» **WHAT IS REQUIRED**: Go through the material below and return each line with the string "escape" in it.

» **EXTRACTED ENTRIES**:
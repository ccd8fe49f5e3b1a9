//! Entity URI - human-addressable names for graph nodes
//!
//! Format: `devac://<repo>/<package>/<file>#<Symbol.path>?version=..&line=..&col=..`
//!
//! Examples:
//! - `devac://acme/packages%2Fcore/src/auth.ts#AuthService.login?line=12`
//! - `devac://acme/./src/index.ts`
//!
//! Repo and package are single path segments, so a `/` inside them is
//! percent-encoded. The file keeps its separators. `% # ? & =` are encoded in
//! every component.

use crate::identity::normalize_package;
use crate::node::Node;
use crate::{Error, Result};
use serde::{Deserialize, Serialize};
use std::fmt;
use std::str::FromStr;

pub const SCHEME: &str = "devac://";

/// Parsed canonical URI of an entity.
#[derive(Debug, Clone, PartialEq, Eq, Hash)]
pub struct EntityUri {
    pub repo: String,
    /// Repo-relative package path, `.` for the root package
    pub package: String,
    /// File path relative to the package root
    pub file: String,
    /// Dotted symbol path inside the file
    pub symbol: Option<String>,
    pub version: Option<String>,
    pub line: Option<u32>,
    pub col: Option<u32>,
}

impl EntityUri {
    /// Create a file-level URI
    pub fn new(repo: impl Into<String>, package: &str, file: impl Into<String>) -> Result<Self> {
        let repo = repo.into();
        if repo.is_empty() {
            return Err(Error::InvalidUri("repo must not be empty".to_string()));
        }
        Ok(Self {
            repo,
            package: normalize_package(package),
            file: file.into(),
            symbol: None,
            version: None,
            line: None,
            col: None,
        })
    }

    /// URI addressing a stored node
    pub fn for_node(repo: &str, package: &str, node: &Node) -> Result<Self> {
        Ok(Self::new(repo, package, node.file_path.clone())?
            .with_symbol(node.qualified_name.clone())
            .at(node.start_line, node.start_column))
    }

    pub fn with_symbol(mut self, symbol: impl Into<String>) -> Self {
        self.symbol = Some(symbol.into());
        self
    }

    pub fn with_version(mut self, version: impl Into<String>) -> Self {
        self.version = Some(version.into());
        self
    }

    pub fn at(mut self, line: u32, col: u32) -> Self {
        self.line = Some(line);
        self.col = Some(col);
        self
    }

    /// Whether `s` looks like a canonical URI rather than a raw entity id
    pub fn is_uri(s: &str) -> bool {
        s.starts_with(SCHEME)
    }

    /// Parse a URI string
    pub fn parse(uri: &str) -> Result<Self> {
        let rest = uri
            .strip_prefix(SCHEME)
            .ok_or_else(|| Error::InvalidUri(format!("URI must start with {}", SCHEME)))?;

        // '?' and '#' never appear unencoded inside a component
        let (rest, query) = match rest.split_once('?') {
            Some((head, query)) => (head, Some(query)),
            None => (rest, None),
        };
        let (path, fragment) = match rest.split_once('#') {
            Some((head, fragment)) => (head, Some(fragment)),
            None => (rest, None),
        };

        let mut segments = path.splitn(3, '/');
        let repo = decode(segments.next().unwrap_or_default())?;
        let package = segments
            .next()
            .ok_or_else(|| Error::InvalidUri(format!("missing package segment: {}", uri)))?;
        let package = decode(package)?;
        let file = decode(segments.next().unwrap_or_default())?;

        if repo.is_empty() {
            return Err(Error::InvalidUri(format!("missing repo: {}", uri)));
        }
        if package.is_empty() {
            return Err(Error::InvalidUri(format!("missing package: {}", uri)));
        }

        let mut parsed = Self {
            repo,
            package,
            file,
            symbol: fragment.map(decode).transpose()?,
            version: None,
            line: None,
            col: None,
        };

        for pair in query.unwrap_or_default().split('&').filter(|p| !p.is_empty()) {
            let (key, value) = pair
                .split_once('=')
                .ok_or_else(|| Error::InvalidUri(format!("query parameter without value: {}", pair)))?;
            let value = decode(value)?;
            match key {
                "version" => parsed.version = Some(value),
                "line" => parsed.line = Some(parse_number(key, &value)?),
                "col" => parsed.col = Some(parse_number(key, &value)?),
                _ => return Err(Error::InvalidUri(format!("unknown query parameter: {}", key))),
            }
        }

        Ok(parsed)
    }

    /// Convert to URI string
    pub fn to_uri_string(&self) -> String {
        let mut out = format!(
            "{}{}/{}/{}",
            SCHEME,
            encode(&self.repo, true),
            encode(&self.package, true),
            encode(&self.file, false)
        );

        if let Some(symbol) = &self.symbol {
            out.push('#');
            out.push_str(&encode(symbol, true));
        }

        let mut params = Vec::new();
        if let Some(version) = &self.version {
            params.push(format!("version={}", encode(version, true)));
        }
        if let Some(line) = self.line {
            params.push(format!("line={}", line));
        }
        if let Some(col) = self.col {
            params.push(format!("col={}", col));
        }
        if !params.is_empty() {
            out.push('?');
            out.push_str(&params.join("&"));
        }

        out
    }
}

fn parse_number(key: &str, value: &str) -> Result<u32> {
    value
        .parse()
        .map_err(|_| Error::InvalidUri(format!("invalid {} number: {}", key, value)))
}

fn is_reserved(b: u8, encode_slash: bool) -> bool {
    matches!(b, b'%' | b'#' | b'?' | b'&' | b'=') || (encode_slash && b == b'/')
}

fn encode(value: &str, encode_slash: bool) -> String {
    let mut out = String::with_capacity(value.len());
    for ch in value.chars() {
        if ch.is_ascii() && is_reserved(ch as u8, encode_slash) {
            out.push_str(&format!("%{:02X}", ch as u8));
        } else {
            out.push(ch);
        }
    }
    out
}

fn decode(value: &str) -> Result<String> {
    let bytes = value.as_bytes();
    let mut out = Vec::with_capacity(bytes.len());
    let mut i = 0;
    while i < bytes.len() {
        if bytes[i] == b'%' {
            let hex = value
                .get(i + 1..i + 3)
                .ok_or_else(|| Error::InvalidUri(format!("truncated escape in: {}", value)))?;
            let byte = u8::from_str_radix(hex, 16)
                .map_err(|_| Error::InvalidUri(format!("invalid escape %{} in: {}", hex, value)))?;
            out.push(byte);
            i += 3;
        } else {
            out.push(bytes[i]);
            i += 1;
        }
    }
    String::from_utf8(out).map_err(|_| Error::InvalidUri(format!("escape is not UTF-8: {}", value)))
}

impl fmt::Display for EntityUri {
    fn fmt(&self, f: &mut fmt::Formatter<'_>) -> fmt::Result {
        write!(f, "{}", self.to_uri_string())
    }
}

impl FromStr for EntityUri {
    type Err = Error;

    fn from_str(s: &str) -> Result<Self> {
        Self::parse(s)
    }
}

impl Serialize for EntityUri {
    fn serialize<S>(&self, serializer: S) -> std::result::Result<S::Ok, S::Error>
    where
        S: serde::Serializer,
    {
        serializer.serialize_str(&self.to_uri_string())
    }
}

impl<'de> Deserialize<'de> for EntityUri {
    fn deserialize<D>(deserializer: D) -> std::result::Result<Self, D::Error>
    where
        D: serde::Deserializer<'de>,
    {
        let s = String::deserialize(deserializer)?;
        EntityUri::parse(&s).map_err(serde::de::Error::custom)
    }
}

» **SOLUTION FOR THIS EXERCISE**:
                .ok_or_else(|| Error::InvalidUri(format!("truncated escape in: {}", value)))?;
                .map_err(|_| Error::InvalidUri(format!("invalid escape %{} in: {}", hex, value)))?;
    String::from_utf8(out).map_err(|_| Error::InvalidUri(format!("escape is not UTF-8: {}", value)))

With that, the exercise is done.